● **Required work**: Across the records below, how many lines include the word "registered"? State only the number.

(Collected data)

==================================================

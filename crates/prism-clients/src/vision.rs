//! Vision model client
//!
//! Turns an image URL into a narrative description by calling a
//! vision-capable LLM via the OpenAI-compatible chat completions API.
//! The image is passed by URL (never inlined), together with the
//! configured instructional prompt and a detail level controlling the
//! fidelity the model is asked for.

use serde::Deserialize;
use std::time::Duration;
use tracing::{debug, info, warn};

const REQUEST_TIMEOUT: Duration = Duration::from_secs(30);

#[derive(Debug, thiserror::Error)]
pub enum VisionError {
    #[error("HTTP request failed: {0}")]
    Request(#[from] reqwest::Error),
    #[error("API error: {status} - {message}")]
    Api { status: u16, message: String },
    #[error("API response contained no choices")]
    Malformed,
}

/// Answer from the vision model.
///
/// `content` may be empty - an empty narrative is a valid API response
/// and is the caller's failure to classify, not the client's.
#[derive(Debug, Clone)]
pub struct VisionAnswer {
    pub content: String,
    pub model: String,
    pub total_tokens: u32,
}

#[derive(Debug, Deserialize)]
struct ChatResponse {
    #[serde(default)]
    choices: Vec<ChatChoice>,
    #[serde(default)]
    usage: Option<ChatUsage>,
    #[serde(default)]
    model: Option<String>,
}

#[derive(Debug, Deserialize)]
struct ChatChoice {
    message: ChatMessage,
}

#[derive(Debug, Deserialize)]
struct ChatMessage {
    #[serde(default)]
    content: Option<String>,
}

#[derive(Debug, Deserialize)]
struct ChatUsage {
    #[serde(default)]
    total_tokens: u32,
}

#[derive(Clone)]
pub struct VisionClient {
    client: reqwest::Client,
    api_url: String,
}

impl VisionClient {
    pub fn new(api_url: impl Into<String>) -> Result<Self, VisionError> {
        let client = reqwest::Client::builder()
            .timeout(REQUEST_TIMEOUT)
            .user_agent("Prism/0.1.0")
            .build()?;

        Ok(Self {
            client,
            api_url: api_url.into(),
        })
    }

    /// Describe the image at `image_url` with the given prompt and detail level.
    ///
    /// The API key is request-scoped: callers pass whichever credential
    /// the current submission resolved to.
    pub async fn describe_image(
        &self,
        api_key: &str,
        model: &str,
        image_url: &str,
        prompt: &str,
        detail: &str,
        max_tokens: u32,
    ) -> Result<VisionAnswer, VisionError> {
        let request_body = serde_json::json!({
            "model": model,
            "messages": [
                {
                    "role": "user",
                    "content": [
                        {
                            "type": "image_url",
                            "image_url": { "url": image_url, "detail": detail }
                        },
                        { "type": "text", "text": prompt }
                    ]
                }
            ],
            "max_tokens": max_tokens,
        });

        debug!("Vision API request to {}/chat/completions", self.api_url);

        let response = self
            .client
            .post(format!("{}/chat/completions", self.api_url))
            .header("Authorization", format!("Bearer {}", api_key))
            .header("Content-Type", "application/json")
            .json(&request_body)
            .send()
            .await?;

        let status = response.status();
        if !status.is_success() {
            let body = response.text().await.unwrap_or_default();
            warn!("Vision API error {}: {}", status, body);
            return Err(VisionError::Api {
                status: status.as_u16(),
                message: body,
            });
        }

        let body: ChatResponse = response.json().await?;
        let answer = extract_answer(body, model)?;

        info!(
            "Image described by {} ({} chars, {} tokens)",
            answer.model,
            answer.content.len(),
            answer.total_tokens
        );

        Ok(answer)
    }
}

/// Reduce the chat completion body to the narrative and its provenance.
fn extract_answer(body: ChatResponse, requested_model: &str) -> Result<VisionAnswer, VisionError> {
    let choice = body.choices.into_iter().next().ok_or(VisionError::Malformed)?;

    Ok(VisionAnswer {
        content: choice.message.content.unwrap_or_default(),
        model: body.model.unwrap_or_else(|| requested_model.to_string()),
        total_tokens: body.usage.map(|u| u.total_tokens).unwrap_or(0),
    })
}

#[cfg(test)]
mod tests {
    use super::*;

    #[test]
    fn test_extract_answer() {
        let body: ChatResponse = serde_json::from_str(
            r#"{
                "model": "gpt-4o",
                "choices": [{ "message": { "content": "A sunny field." } }],
                "usage": { "prompt_tokens": 20, "completion_tokens": 5, "total_tokens": 25 }
            }"#,
        )
        .unwrap();

        let answer = extract_answer(body, "fallback").unwrap();
        assert_eq!(answer.content, "A sunny field.");
        assert_eq!(answer.model, "gpt-4o");
        assert_eq!(answer.total_tokens, 25);
    }

    #[test]
    fn test_extract_answer_missing_fields() {
        let body: ChatResponse =
            serde_json::from_str(r#"{ "choices": [{ "message": {} }] }"#).unwrap();

        let answer = extract_answer(body, "gpt-4o-mini").unwrap();
        assert_eq!(answer.content, "");
        assert_eq!(answer.model, "gpt-4o-mini");
        assert_eq!(answer.total_tokens, 0);
    }

    #[test]
    fn test_extract_answer_no_choices() {
        let body: ChatResponse = serde_json::from_str(r#"{ "choices": [] }"#).unwrap();
        assert!(matches!(
            extract_answer(body, "gpt-4o"),
            Err(VisionError::Malformed)
        ));
    }
}
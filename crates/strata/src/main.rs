use std::path::{Path, PathBuf};
use std::process::ExitCode;
use std::sync::Arc;

use clap::{Parser, Subcommand};
use log::{error, info, warn};
use strata_core::kernel::constants;
use strata_core::kernel::{Application, ExecutionMode, KernelSettings};
use strata_core::storage::{ConfigData, LoadStrategy};

// --- Core plugins, registered statically ---
use core_logging::LoggingBootstrap;
use core_vfs::VfsProvider;

/// Strata: lifecycle orchestrator and config cache host
#[derive(Parser, Debug)]
#[command(author, version, about, long_about = None)]
struct CliArgs {
    /// Print "pong" and exit
    #[arg(long)]
    ping: bool,

    /// Settings file (json, yaml or toml); defaults to ./strata.toml when present
    #[arg(long, value_name = "FILE")]
    settings: Option<PathBuf>,

    /// Run as design-time tooling instead of the live application
    #[arg(long)]
    design_time: bool,

    /// Per-phase deadline in milliseconds; 0 disables it
    #[arg(long, value_name = "MS")]
    phase_timeout_ms: Option<u64>,

    #[command(subcommand)]
    command: Option<Commands>,
}

#[derive(Subcommand, Debug)]
enum Commands {
    /// Inspect or create configs
    Config {
        #[command(subcommand)]
        command: ConfigCommand,
    },
    /// List discovered bootstraps and registered providers
    Bootstraps,
}

#[derive(Subcommand, Debug)]
enum ConfigCommand {
    /// Load a config and print it as JSON
    Get {
        /// Logical config path
        path: String,
        /// Load strategy: bundled-resource (res) or virtual-filesystem (vfs)
        #[arg(long, default_value = "bundled-resource")]
        strategy: String,
        /// Always load, refreshing the cache
        #[arg(long)]
        no_cache: bool,
    },
    /// Create a config with default values if it does not exist (design-time)
    Init {
        /// Logical config path
        path: String,
        /// Load strategy: bundled-resource (res) or virtual-filesystem (vfs)
        #[arg(long, default_value = "bundled-resource")]
        strategy: String,
    },
}

fn load_settings(args: &CliArgs) -> strata_core::kernel::Result<KernelSettings> {
    let mut settings = match &args.settings {
        Some(path) => KernelSettings::load(path)?,
        None => KernelSettings::load_or_default(Path::new(constants::DEFAULT_SETTINGS_FILE))?,
    };
    if args.design_time || matches!(args.command, Some(Commands::Config { command: ConfigCommand::Init { .. } })) {
        settings.execution_mode = ExecutionMode::DesignTime;
    }
    if let Some(ms) = args.phase_timeout_ms {
        settings.phase_timeout_ms = ms;
    }
    Ok(settings)
}

fn build_app(settings: KernelSettings) -> Application {
    let vfs_root = settings.project_root.clone();
    Application::builder()
        .settings(settings)
        .bootstrap::<LoggingBootstrap>()
        .provider(Arc::new(VfsProvider::new(vfs_root)))
        .build()
}

async fn run_command(app: &Application, command: Option<Commands>) -> strata_core::kernel::Result<()> {
    match command {
        None => {
            println!("Application running (phase {})", app.phase());
            info!("Application running in {:?} mode", app.settings().execution_mode);
        }
        Some(Commands::Bootstraps) => {
            println!("Bootstraps:");
            for name in app.bootstrap_names() {
                println!("  - {}", name);
            }
            println!("Providers:");
            for name in app.provider_names() {
                println!("  - {}", name);
            }
        }
        Some(Commands::Config { command: ConfigCommand::Get { path, strategy, no_cache } }) => {
            let strategy: LoadStrategy = strategy.parse()?;
            match app.configs().get_config::<ConfigData>(&path, strategy, !no_cache)? {
                Some(config) => {
                    let rendered = serde_json::to_string_pretty(config.as_ref())
                        .map_err(|e| strata_core::KernelError::Other(format!("Failed to render config: {}", e)))?;
                    println!("{}", rendered);
                }
                None => println!("no config at {}", path),
            }
        }
        Some(Commands::Config { command: ConfigCommand::Init { path, strategy } }) => {
            let strategy: LoadStrategy = strategy.parse()?;
            let config = app.configs().create_if_not_exists::<ConfigData>(&path, strategy)?;
            println!("config ready at {} ({} keys)", path, config.keys().len());
        }
    }
    Ok(())
}

#[tokio::main]
async fn main() -> ExitCode {
    let args = CliArgs::parse();

    if args.ping {
        println!("pong");
        return ExitCode::SUCCESS;
    }

    let settings = match load_settings(&args) {
        Ok(settings) => settings,
        Err(e) => {
            eprintln!("Failed to load settings: {}", e);
            return ExitCode::FAILURE;
        }
    };

    // Installed before start so the banner and discovery lines are not lost
    core_logging::init_logging();

    println!("Initializing application...");
    let mut app = build_app(settings);
    if let Err(e) = app.start().await {
        eprintln!("Startup failed: {}", e);
        return ExitCode::FAILURE;
    }

    let outcome = run_command(&app, args.command).await;

    println!("Shutting down application...");
    let report = app.shutdown().await;
    for failure in &report.failures {
        warn!("{}", failure);
    }

    match outcome {
        Ok(()) => ExitCode::SUCCESS,
        Err(e) => {
            error!("{}", e);
            eprintln!("Error: {}", e);
            ExitCode::FAILURE
        }
    }
}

==================================================

● **Answer to this problem**: 2